As highlighted by the UNODC report (2022), although infectious diseases are one the leading causes of death in the Sahel countries, the incidence of malaria in the region is estimated to be among the highest in the world, Sahel countries still face challenges in making healthcare available and accessible to their populations. The high prevalence of infectious diseases, together with unavailability of affordable healthcare in the region, lead to a gap between the supply of and demand for medical care, forcing people to depend on street markets and unauthorized sellers as the only sources of pharmaceutical products in many instances. In the meantime, the World Health Organization has estimated that up to $44.7 million is spent annually on Caring for people who have used falsified or substandard medical products for malaria treatment in sub-Saharan Africa (UN Report, 2023).
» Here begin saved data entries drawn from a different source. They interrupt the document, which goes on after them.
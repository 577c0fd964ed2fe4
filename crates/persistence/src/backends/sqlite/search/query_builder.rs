//! SQL Query Builder for search.
//!
//! Translates a parsed [`SearchQuery`] into a filter over the `resources`
//! table. Every parameter becomes a correlated `EXISTS` over
//! `search_index`; values of one parameter are ORed inside it and distinct
//! parameters are ANDed. Placeholders are anonymous (`?`), so fragments bind
//! in the order their SQL text is concatenated.

use rusqlite::ToSql;
use rusqlite::types::{Null, ToSqlOutput};

use crate::core::SearchWarning;
use crate::error::SearchError;
use crate::types::{
    ResourceKind, SearchModifier, SearchParamType, SearchParameter, SearchQuery, SortDirection,
    SortDirective,
};

use super::parameter_handlers::{
    CompositeHandler, DateHandler, NumberHandler, QuantityHandler, ReferenceHandler, StringHandler,
    TokenHandler, UriHandler,
};
use crate::search::SearchParameterRegistry;

/// Alias of the outer `resources` row in generated queries.
pub const RESOURCE_ALIAS: &str = "r";

/// A predicate that matches nothing.
pub(crate) const UNSATISFIABLE: &str = "0 = 1";

/// A fragment of SQL with bound parameters.
#[derive(Debug, Clone, Default)]
pub struct SqlFragment {
    /// The SQL clause.
    pub sql: String,
    /// Bound parameter values, in placeholder order.
    pub params: Vec<SqlParam>,
}

/// A bound SQL parameter.
#[derive(Debug, Clone, PartialEq)]
pub enum SqlParam {
    /// String parameter.
    String(String),
    /// Integer parameter.
    Integer(i64),
    /// Float parameter.
    Float(f64),
    /// Null parameter.
    Null,
}

impl SqlParam {
    /// Creates a string parameter.
    pub fn string(s: impl Into<String>) -> Self {
        SqlParam::String(s.into())
    }

    /// Creates an integer parameter.
    pub fn integer(i: i64) -> Self {
        SqlParam::Integer(i)
    }

    /// Creates a float parameter.
    pub fn float(f: f64) -> Self {
        SqlParam::Float(f)
    }
}

impl ToSql for SqlParam {
    fn to_sql(&self) -> rusqlite::Result<ToSqlOutput<'_>> {
        Ok(match self {
            SqlParam::String(s) => ToSqlOutput::from(s.as_str()),
            SqlParam::Integer(i) => ToSqlOutput::from(*i),
            SqlParam::Float(f) => ToSqlOutput::from(*f),
            SqlParam::Null => ToSqlOutput::from(Null),
        })
    }
}

impl SqlFragment {
    /// Creates a new SQL fragment.
    pub fn new(sql: impl Into<String>) -> Self {
        Self {
            sql: sql.into(),
            params: Vec::new(),
        }
    }

    /// Creates a fragment with parameters.
    pub fn with_params(sql: impl Into<String>, params: Vec<SqlParam>) -> Self {
        Self {
            sql: sql.into(),
            params,
        }
    }

    /// Combines with another fragment using AND.
    pub fn and(mut self, other: SqlFragment) -> Self {
        if !self.sql.is_empty() && !other.sql.is_empty() {
            self.sql = format!("({}) AND ({})", self.sql, other.sql);
        } else if !other.sql.is_empty() {
            self.sql = other.sql;
        }
        self.params.extend(other.params);
        self
    }

    /// Combines with another fragment using OR.
    pub fn or(mut self, other: SqlFragment) -> Self {
        if !self.sql.is_empty() && !other.sql.is_empty() {
            self.sql = format!("({}) OR ({})", self.sql, other.sql);
        } else if !other.sql.is_empty() {
            self.sql = other.sql;
        }
        self.params.extend(other.params);
        self
    }

    /// Wraps the fragment in `NOT (...)`.
    pub fn negate(self) -> Self {
        if self.sql.is_empty() {
            return self;
        }
        Self {
            sql: format!("NOT ({})", self.sql),
            params: self.params,
        }
    }

    /// Returns true if this fragment is empty.
    pub fn is_empty(&self) -> bool {
        self.sql.is_empty()
    }
}

/// Escapes `LIKE` wildcards so user input matches literally under
/// `ESCAPE '\'`.
pub fn escape_like(s: &str) -> String {
    let mut out = String::with_capacity(s.len());
    for c in s.chars() {
        if matches!(c, '\\' | '%' | '_') {
            out.push('\\');
        }
        out.push(c);
    }
    out
}

/// A search compiled to SQL pieces over the `r` alias.
#[derive(Debug, Clone, Default)]
pub struct CompiledQuery {
    /// Conditions on the resource row; empty when unconstrained.
    pub filter: SqlFragment,
    /// Extra select columns (each starting with `, `) used for sorting.
    pub sort_columns: SqlFragment,
    /// The ORDER BY clause body.
    pub order_by: String,
    /// Warnings raised while compiling (chain depth overflow).
    pub warnings: Vec<SearchWarning>,
}

/// Builds SQL from parsed search parameters.
pub struct QueryBuilder<'a> {
    pub(super) registry: &'a SearchParameterRegistry,
    pub(super) max_chain_depth: usize,
    pub(super) warnings: Vec<SearchWarning>,
    alias_seq: usize,
}

impl<'a> QueryBuilder<'a> {
    /// Creates a new query builder.
    pub fn new(registry: &'a SearchParameterRegistry, max_chain_depth: usize) -> Self {
        Self {
            registry,
            max_chain_depth,
            warnings: Vec::new(),
            alias_seq: 0,
        }
    }

    /// Compiles the filter and ordering of a query.
    pub fn compile(mut self, query: &SearchQuery) -> Result<CompiledQuery, SearchError> {
        let kind = ResourceKind::parse(&query.resource_type);
        let kinds = [kind.clone()];

        let mut filter = SqlFragment::default();
        for param in &query.parameters {
            let condition = self.parameter_condition(RESOURCE_ALIAS, &kinds, param, 0)?;
            filter = filter.and(condition);
        }
        for reverse in &query.reverse_chains {
            let condition = self.reverse_chain_condition(RESOURCE_ALIAS, reverse)?;
            filter = filter.and(condition);
        }

        let (sort_columns, order_by) = self.sort_clause(&kind, &query.sort);

        Ok(CompiledQuery {
            filter,
            sort_columns,
            order_by,
            warnings: self.warnings,
        })
    }

    /// Returns a fresh table alias.
    pub(super) fn next_alias(&mut self, prefix: &str) -> String {
        self.alias_seq += 1;
        format!("{}{}", prefix, self.alias_seq)
    }

    /// Condition for a (possibly chained) parameter on the row `alias`,
    /// whose type is one of `kinds`. `depth` counts reference hops already
    /// taken by an enclosing `_has`.
    pub(super) fn parameter_condition(
        &mut self,
        alias: &str,
        kinds: &[ResourceKind],
        param: &SearchParameter,
        depth: usize,
    ) -> Result<SqlFragment, SearchError> {
        if param.chain.is_empty() {
            self.terminal_condition(alias, kinds, param)
        } else {
            self.chain_condition(alias, kinds, param, depth)
        }
    }

    /// Condition for an unchained parameter.
    pub(super) fn terminal_condition(
        &mut self,
        alias: &str,
        kinds: &[ResourceKind],
        param: &SearchParameter,
    ) -> Result<SqlFragment, SearchError> {
        match param.name.as_str() {
            "_id" => return Ok(Self::id_condition(alias, param)),
            "_lastUpdated" => return Self::last_updated_condition(alias, param),
            _ => {}
        }

        if let Some(missing) = param.missing_value() {
            let exists = self.index_exists(alias, &param.name, SqlFragment::default());
            return Ok(if missing { exists.negate() } else { exists });
        }
        if param.values.is_empty() {
            return Ok(SqlFragment::default());
        }

        let definition = kinds
            .iter()
            .find_map(|k| self.registry.get_param(k, &param.name));

        if param.param_type == SearchParamType::Composite {
            let def = definition.ok_or_else(|| SearchError::InvalidComposite {
                parameter: param.name.clone(),
                message: "no composite definition for this resource type".to_string(),
            })?;
            let mut fragment = SqlFragment::default();
            for value in &param.values {
                let prefix = self.next_alias("cp");
                fragment = fragment.or(CompositeHandler::build_sql(
                    &param.name,
                    &def.components,
                    &value.value,
                    alias,
                    &prefix,
                )?);
            }
            return Ok(fragment);
        }

        let modifier = param.modifier.as_ref();
        let default_type = definition
            .as_deref()
            .and_then(|d| d.single_target())
            .map(|k| k.as_str().to_string());

        let mut values = SqlFragment::default();
        for value in &param.values {
            let condition = match param.param_type {
                SearchParamType::String => StringHandler::build_sql(value, modifier),
                SearchParamType::Token => TokenHandler::build_sql(value, modifier),
                SearchParamType::Uri => UriHandler::build_sql(value, modifier),
                SearchParamType::Reference => {
                    ReferenceHandler::build_sql(value, modifier, default_type.as_deref())
                }
                SearchParamType::Date => {
                    DateHandler::build_sql(value, "value_date_start", "value_date_end")?
                }
                SearchParamType::Number => {
                    NumberHandler::build_sql(value, "number_low", "number_high")?
                }
                SearchParamType::Quantity => QuantityHandler::build_sql(value)?,
                SearchParamType::Composite => composite_value_error(&param.name)?,
            };
            values = values.or(condition);
        }

        let exists = self.index_exists(alias, &param.name, values);
        Ok(if matches!(modifier, Some(SearchModifier::Not)) {
            exists.negate()
        } else {
            exists
        })
    }

    /// `EXISTS` over the index rows of `param_name` belonging to `alias`.
    pub(super) fn index_exists(
        &mut self,
        alias: &str,
        param_name: &str,
        condition: SqlFragment,
    ) -> SqlFragment {
        let si = self.next_alias("si");
        let mut sql = format!(
            "EXISTS (SELECT 1 FROM search_index {si} WHERE {si}.resource_type = {alias}.resource_type \
             AND {si}.resource_id = {alias}.id AND {si}.param_name = ?"
        );
        let mut params = vec![SqlParam::string(param_name)];
        if !condition.is_empty() {
            sql.push_str(&format!(" AND ({})", condition.sql));
            params.extend(condition.params);
        }
        sql.push(')');
        SqlFragment::with_params(sql, params)
    }

    fn id_condition(alias: &str, param: &SearchParameter) -> SqlFragment {
        if let Some(missing) = param.missing_value() {
            return SqlFragment::new(if missing { UNSATISFIABLE } else { "1 = 1" });
        }
        if param.values.is_empty() {
            return SqlFragment::default();
        }
        let placeholders = vec!["?"; param.values.len()].join(", ");
        let params = param
            .values
            .iter()
            .map(|v| SqlParam::string(&v.value))
            .collect();
        let op = if matches!(param.modifier, Some(SearchModifier::Not)) {
            "NOT IN"
        } else {
            "IN"
        };
        SqlFragment::with_params(format!("{}.id {} ({})", alias, op, placeholders), params)
    }

    fn last_updated_condition(
        alias: &str,
        param: &SearchParameter,
    ) -> Result<SqlFragment, SearchError> {
        if let Some(missing) = param.missing_value() {
            return Ok(SqlFragment::new(if missing { UNSATISFIABLE } else { "1 = 1" }));
        }
        let instant = format!("strftime('%Y-%m-%dT%H:%M:%f', {}.last_updated)", alias);
        let mut fragment = SqlFragment::default();
        for value in &param.values {
            fragment = fragment.or(DateHandler::build_sql(value, &instant, &instant)?);
        }
        Ok(fragment)
    }

    /// Builds the sort columns and ORDER BY. Missing values sort last in
    /// either direction; ties fall back to the id.
    fn sort_clause(&mut self, kind: &ResourceKind, sort: &[SortDirective]) -> (SqlFragment, String) {
        if sort.is_empty() {
            return (
                SqlFragment::default(),
                format!("{a}.last_updated DESC, {a}.id ASC", a = RESOURCE_ALIAS),
            );
        }

        let mut columns = SqlFragment::default();
        let mut order = Vec::new();
        let mut sorted_by_id = false;

        for (i, directive) in sort.iter().enumerate() {
            let (dir, aggregate) = match directive.direction {
                SortDirection::Ascending => ("ASC", "MIN"),
                SortDirection::Descending => ("DESC", "MAX"),
            };
            match directive.parameter.as_str() {
                "_id" => {
                    sorted_by_id = true;
                    order.push(format!("{}.id {}", RESOURCE_ALIAS, dir));
                }
                "_lastUpdated" => order.push(format!("{}.last_updated {}", RESOURCE_ALIAS, dir)),
                code => {
                    let Some(column) = self
                        .registry
                        .param_type(kind, code)
                        .and_then(sort_column)
                    else {
                        continue;
                    };
                    let key = format!("sort_{}", i);
                    columns.sql.push_str(&format!(
                        ", (SELECT {agg}(srt.{col}) FROM search_index srt \
                         WHERE srt.resource_type = {a}.resource_type AND srt.resource_id = {a}.id \
                         AND srt.param_name = ? AND srt.composite_group IS NULL) AS {key}",
                        agg = aggregate,
                        col = column,
                        a = RESOURCE_ALIAS,
                    ));
                    columns.params.push(SqlParam::string(code));
                    order.push(format!("{key} IS NULL, {key} {dir}"));
                }
            }
        }

        if !sorted_by_id {
            order.push(format!("{}.id ASC", RESOURCE_ALIAS));
        }

        (columns, order.join(", "))
    }
}

/// The index column a parameter type sorts on.
fn sort_column(param_type: SearchParamType) -> Option<&'static str> {
    match param_type {
        SearchParamType::String => Some("value_string_norm"),
        SearchParamType::Token => Some("token_code"),
        SearchParamType::Date => Some("value_date_start"),
        SearchParamType::Number => Some("number_value"),
        SearchParamType::Quantity => Some("quantity_value"),
        SearchParamType::Reference => Some("reference_id"),
        SearchParamType::Uri => Some("value_uri"),
        SearchParamType::Composite => None,
    }
}

fn composite_value_error(name: &str) -> Result<SqlFragment, SearchError> {
    Err(SearchError::InvalidComposite {
        parameter: name.to_string(),
        message: "composite values must be handled as a whole".to_string(),
    })
}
To deal with this disgraceful situation, it is important to know the underlying reasons of trafficking. Based on the UN report (2023), corruption is one of the main reasons, allowing the trade to flourish with the involvement of employees of pharmaceutical companies, public officials, law enforcement officers, health agency workers, and street vendors. Thus, in such a situation, the coordinated and planned actions of the local governments and the international community will be needed, along who a regional approach to the problem, to help the Sahel region in solving this problem.